According to The Planetary Society, the Trump administration’s proposed cuts to NASA for fiscal year 2027 would effectively return the space agency to its 1961 funding level.
The Planetary Society
The Planetary Society is calling it “an extinction-level event for space science.”
Trump’s Office of Management and Budget proposed comparable cuts last year that were mostly ignored by the lawmakers ultimately in control of the purse strings. This time around, Dreier said, the spending plan was drafted to make the elimination of entire projects difficult to track.

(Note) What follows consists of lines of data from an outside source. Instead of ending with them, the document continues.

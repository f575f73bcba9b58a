use serde::{Deserialize, Serialize};
use std::fmt;
use std::net::Ipv4Addr;

use crate::{PortNo, SwitchId, TableId};

pub const ETH_TYPE_IPV4: u16 = 0x0800;

/// Header fields an action may rewrite.
#[derive(Debug, Clone, Copy, PartialEq, Eq, Serialize, Deserialize)]
#[serde(rename_all = "snake_case")]
pub enum Field {
    EthSrc,
    EthDst,
    Ipv4Src,
    Ipv4Dst,
}

#[derive(Debug, Clone, Copy, PartialEq, Eq, Serialize, Deserialize)]
#[serde(rename_all = "snake_case")]
pub enum FieldValue {
    Mac([u8; 6]),
    Ipv4(Ipv4Addr),
}

#[derive(Debug, Clone, Copy, PartialEq, Eq, Serialize, Deserialize)]
#[serde(rename_all = "snake_case")]
pub enum Action {
    Output(PortNo),
    SetField(Field, FieldValue),
    GotoTable(TableId),
}

impl fmt::Display for Action {
    fn fmt(&self, f: &mut fmt::Formatter<'_>) -> fmt::Result {
        match self {
            Action::Output(port) => write!(f, "output:{}", port),
            Action::SetField(field, FieldValue::Ipv4(ip)) => write!(f, "set_{:?}:{}", field, ip),
            Action::SetField(field, FieldValue::Mac(mac)) => write!(
                f,
                "set_{:?}:{:02x}:{:02x}:{:02x}:{:02x}:{:02x}:{:02x}",
                field, mac[0], mac[1], mac[2], mac[3], mac[4], mac[5]
            ),
            Action::GotoTable(table) => write!(f, "goto_table:{}", table),
        }
    }
}

/// Routing rules always match on IPv4 destination.
#[derive(Debug, Clone, Copy, PartialEq, Eq, Hash, Serialize, Deserialize)]
pub struct FlowMatch {
    pub eth_type: u16,
    pub ipv4_dst: Ipv4Addr,
}

impl FlowMatch {
    pub fn ipv4_destination(ip: Ipv4Addr) -> Self {
        Self {
            eth_type: ETH_TYPE_IPV4,
            ipv4_dst: ip,
        }
    }
}

impl fmt::Display for FlowMatch {
    fn fmt(&self, f: &mut fmt::Formatter<'_>) -> fmt::Result {
        write!(f, "eth_type=0x{:04x},ipv4_dst={}", self.eth_type, self.ipv4_dst)
    }
}

#[derive(Debug, Clone, PartialEq, Eq, Serialize, Deserialize)]
pub struct FlowRule {
    pub table: TableId,
    pub priority: u16,
    pub flow_match: FlowMatch,
    pub actions: Vec<Action>,
    pub idle_timeout: Option<u16>,
}

impl FlowRule {
    pub fn output_port(&self) -> Option<PortNo> {
        self.actions.iter().find_map(|action| match action {
            Action::Output(port) => Some(*port),
            _ => None,
        })
    }
}

/// One command for the switch-programming transport.
#[derive(Debug, Clone, PartialEq, Eq, Serialize, Deserialize)]
#[serde(tag = "command", rename_all = "snake_case")]
pub enum RuleCommand {
    Install { switch: SwitchId, rule: FlowRule },
    Remove { switch: SwitchId, table: TableId, flow_match: FlowMatch },
}

impl RuleCommand {
    pub fn switch(&self) -> SwitchId {
        match self {
            RuleCommand::Install { switch, .. } | RuleCommand::Remove { switch, .. } => *switch,
        }
    }

    pub fn destination(&self) -> Ipv4Addr {
        match self {
            RuleCommand::Install { rule, .. } => rule.flow_match.ipv4_dst,
            RuleCommand::Remove { flow_match, .. } => flow_match.ipv4_dst,
        }
    }

    pub fn is_install(&self) -> bool {
        matches!(self, RuleCommand::Install { .. })
    }
}

impl fmt::Display for RuleCommand {
    fn fmt(&self, f: &mut fmt::Formatter<'_>) -> fmt::Result {
        match self {
            RuleCommand::Install { switch, rule } => {
                let actions: Vec<String> = rule.actions.iter().map(|a| a.to_string()).collect();
                write!(
                    f,
                    "install s{} table {} prio {} [{}] -> [{}]",
                    switch,
                    rule.table,
                    rule.priority,
                    rule.flow_match,
                    actions.join(",")
                )
            }
            RuleCommand::Remove { switch, table, flow_match } => {
                write!(f, "remove s{} table {} [{}]", switch, table, flow_match)
            }
        }
    }
}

“This is the least transparent NASA budget request I’ve ever seen, and I’ve literally looked through every single one since 1960,” he said. “This budget hides nearly every science mission termination. The only way to find if a project is proposed as cancelled is to compare the list of projects in the FY 2026 budget request to the list in FY 2027 and look for the omissions.”
Dreier added that every NASA budget since 1961 has included prior-year spending levels for each program, but OMB excluded that information this year, “making it impossible to assess if a proposed funding level is a decrease from the baseline.”
Fortunately, he said, the House appears poised to once again reject most of the administration’s cuts, though NASA’s science directorate could still face a 17% reduction in funding.
“We have not yet seen details released on how that would impact specific missions,” Dreier said. “We should know more details of their budget next week, after the full appropriations committee markup scheduled on May 13.”
On defense
Already, Arizona’s senior senator is pushing back on at least some of the proposed cuts.
Last month, Kelly, a retired NASA astronaut, signed onto a letter with three other Democratic senators calling on leaders of the Senate Appropriations Committee to boost funding for Mars exploration, including at least $400 million for a planned mission to bring back samples from the planet’s surface.